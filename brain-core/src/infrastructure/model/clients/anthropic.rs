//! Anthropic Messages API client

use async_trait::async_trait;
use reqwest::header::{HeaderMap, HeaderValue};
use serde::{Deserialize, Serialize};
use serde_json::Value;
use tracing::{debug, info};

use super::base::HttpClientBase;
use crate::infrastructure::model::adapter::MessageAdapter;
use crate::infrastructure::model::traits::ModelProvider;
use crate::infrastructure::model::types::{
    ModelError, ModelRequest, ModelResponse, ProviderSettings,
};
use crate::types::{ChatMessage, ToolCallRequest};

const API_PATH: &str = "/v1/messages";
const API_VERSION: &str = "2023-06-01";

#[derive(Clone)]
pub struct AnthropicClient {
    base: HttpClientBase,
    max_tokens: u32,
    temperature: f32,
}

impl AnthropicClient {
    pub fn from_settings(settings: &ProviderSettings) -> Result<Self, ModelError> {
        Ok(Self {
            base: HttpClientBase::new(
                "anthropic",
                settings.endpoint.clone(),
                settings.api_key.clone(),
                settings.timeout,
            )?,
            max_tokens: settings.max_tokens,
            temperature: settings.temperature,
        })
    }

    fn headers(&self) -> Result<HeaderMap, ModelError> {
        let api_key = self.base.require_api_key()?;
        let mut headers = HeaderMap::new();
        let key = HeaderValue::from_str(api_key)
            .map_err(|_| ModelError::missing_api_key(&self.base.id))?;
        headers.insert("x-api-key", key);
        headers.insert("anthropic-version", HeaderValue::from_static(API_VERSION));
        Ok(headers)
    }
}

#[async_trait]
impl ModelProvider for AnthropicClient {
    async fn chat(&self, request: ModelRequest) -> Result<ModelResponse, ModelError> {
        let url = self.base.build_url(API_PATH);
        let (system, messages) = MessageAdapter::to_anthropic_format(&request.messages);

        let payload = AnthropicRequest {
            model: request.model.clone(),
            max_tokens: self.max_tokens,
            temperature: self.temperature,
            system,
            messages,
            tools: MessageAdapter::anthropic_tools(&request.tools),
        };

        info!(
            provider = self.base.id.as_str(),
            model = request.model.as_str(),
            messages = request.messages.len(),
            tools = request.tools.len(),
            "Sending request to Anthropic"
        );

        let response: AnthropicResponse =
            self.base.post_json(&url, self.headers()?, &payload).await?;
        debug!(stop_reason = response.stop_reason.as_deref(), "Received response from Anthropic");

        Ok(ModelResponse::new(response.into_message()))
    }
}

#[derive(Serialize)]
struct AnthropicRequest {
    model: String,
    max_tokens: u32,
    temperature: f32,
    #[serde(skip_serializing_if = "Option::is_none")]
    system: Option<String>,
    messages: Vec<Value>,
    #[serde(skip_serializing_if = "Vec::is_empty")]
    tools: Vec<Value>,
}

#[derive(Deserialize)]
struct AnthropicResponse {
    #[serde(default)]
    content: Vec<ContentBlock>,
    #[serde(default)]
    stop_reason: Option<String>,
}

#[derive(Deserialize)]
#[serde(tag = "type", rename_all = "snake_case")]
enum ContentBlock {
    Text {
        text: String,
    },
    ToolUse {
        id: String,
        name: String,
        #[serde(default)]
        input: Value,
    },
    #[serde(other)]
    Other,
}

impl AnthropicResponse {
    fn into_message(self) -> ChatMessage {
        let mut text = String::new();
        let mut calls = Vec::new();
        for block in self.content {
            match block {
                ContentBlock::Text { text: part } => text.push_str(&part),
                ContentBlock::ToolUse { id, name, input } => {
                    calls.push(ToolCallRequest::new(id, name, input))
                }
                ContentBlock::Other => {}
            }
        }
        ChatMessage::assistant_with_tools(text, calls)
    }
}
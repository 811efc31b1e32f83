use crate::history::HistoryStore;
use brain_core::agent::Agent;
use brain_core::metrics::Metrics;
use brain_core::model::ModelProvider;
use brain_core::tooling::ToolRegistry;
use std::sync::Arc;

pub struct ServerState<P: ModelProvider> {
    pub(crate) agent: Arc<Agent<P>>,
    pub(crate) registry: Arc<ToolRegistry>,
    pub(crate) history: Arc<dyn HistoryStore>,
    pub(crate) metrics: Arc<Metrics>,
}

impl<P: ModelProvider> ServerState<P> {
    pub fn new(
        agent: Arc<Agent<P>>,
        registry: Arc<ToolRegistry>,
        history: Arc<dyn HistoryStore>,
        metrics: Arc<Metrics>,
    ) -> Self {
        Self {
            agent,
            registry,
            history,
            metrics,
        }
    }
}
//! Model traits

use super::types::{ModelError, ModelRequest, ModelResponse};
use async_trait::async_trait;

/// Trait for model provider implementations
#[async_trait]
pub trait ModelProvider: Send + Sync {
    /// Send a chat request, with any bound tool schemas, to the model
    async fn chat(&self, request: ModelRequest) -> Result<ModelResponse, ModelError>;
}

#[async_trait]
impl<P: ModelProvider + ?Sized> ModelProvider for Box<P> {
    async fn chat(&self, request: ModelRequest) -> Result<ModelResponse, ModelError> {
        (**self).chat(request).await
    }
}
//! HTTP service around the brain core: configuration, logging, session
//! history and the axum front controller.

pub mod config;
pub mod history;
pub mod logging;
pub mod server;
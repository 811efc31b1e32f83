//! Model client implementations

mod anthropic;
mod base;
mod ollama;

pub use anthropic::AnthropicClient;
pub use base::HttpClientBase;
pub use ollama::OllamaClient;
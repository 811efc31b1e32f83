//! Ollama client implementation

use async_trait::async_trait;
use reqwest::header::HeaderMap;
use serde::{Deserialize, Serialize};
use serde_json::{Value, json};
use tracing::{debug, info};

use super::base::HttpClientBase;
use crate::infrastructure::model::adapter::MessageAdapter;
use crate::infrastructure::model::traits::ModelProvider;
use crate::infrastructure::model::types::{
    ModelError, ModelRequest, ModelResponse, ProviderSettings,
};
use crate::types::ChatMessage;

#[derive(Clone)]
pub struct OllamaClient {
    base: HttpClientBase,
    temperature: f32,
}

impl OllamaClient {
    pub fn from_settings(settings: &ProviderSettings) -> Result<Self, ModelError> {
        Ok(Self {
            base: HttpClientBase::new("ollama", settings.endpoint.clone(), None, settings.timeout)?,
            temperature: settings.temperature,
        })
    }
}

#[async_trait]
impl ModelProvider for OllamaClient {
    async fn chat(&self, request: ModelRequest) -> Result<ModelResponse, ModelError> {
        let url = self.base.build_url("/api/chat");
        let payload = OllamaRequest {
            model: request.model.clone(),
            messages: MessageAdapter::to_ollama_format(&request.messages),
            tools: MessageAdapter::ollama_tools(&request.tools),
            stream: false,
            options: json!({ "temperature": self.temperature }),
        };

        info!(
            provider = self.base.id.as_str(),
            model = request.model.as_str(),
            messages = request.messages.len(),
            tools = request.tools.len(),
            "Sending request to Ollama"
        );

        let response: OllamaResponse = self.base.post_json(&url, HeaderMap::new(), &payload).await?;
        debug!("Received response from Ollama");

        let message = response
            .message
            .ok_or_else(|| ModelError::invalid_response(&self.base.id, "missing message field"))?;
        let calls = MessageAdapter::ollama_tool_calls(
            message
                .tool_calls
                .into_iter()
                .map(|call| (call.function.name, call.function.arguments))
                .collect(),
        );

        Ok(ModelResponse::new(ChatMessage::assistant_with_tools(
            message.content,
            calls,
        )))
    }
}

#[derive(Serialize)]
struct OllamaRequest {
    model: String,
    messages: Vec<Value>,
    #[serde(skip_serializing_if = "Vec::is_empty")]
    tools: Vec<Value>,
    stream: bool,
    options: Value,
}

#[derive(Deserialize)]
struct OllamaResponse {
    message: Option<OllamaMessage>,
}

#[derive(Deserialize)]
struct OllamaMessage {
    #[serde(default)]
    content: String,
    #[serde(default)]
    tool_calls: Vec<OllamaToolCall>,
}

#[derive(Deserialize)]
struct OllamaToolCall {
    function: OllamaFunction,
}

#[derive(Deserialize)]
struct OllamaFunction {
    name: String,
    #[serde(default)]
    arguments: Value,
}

|---|

§ Task to complete
Among the entries above, identify all lines with "OllamaResponse" and copy them.

§ Solution for this task
        let response: OllamaResponse = self.base.post_json(&url, HeaderMap::new(), &payload).await?;
struct OllamaResponse {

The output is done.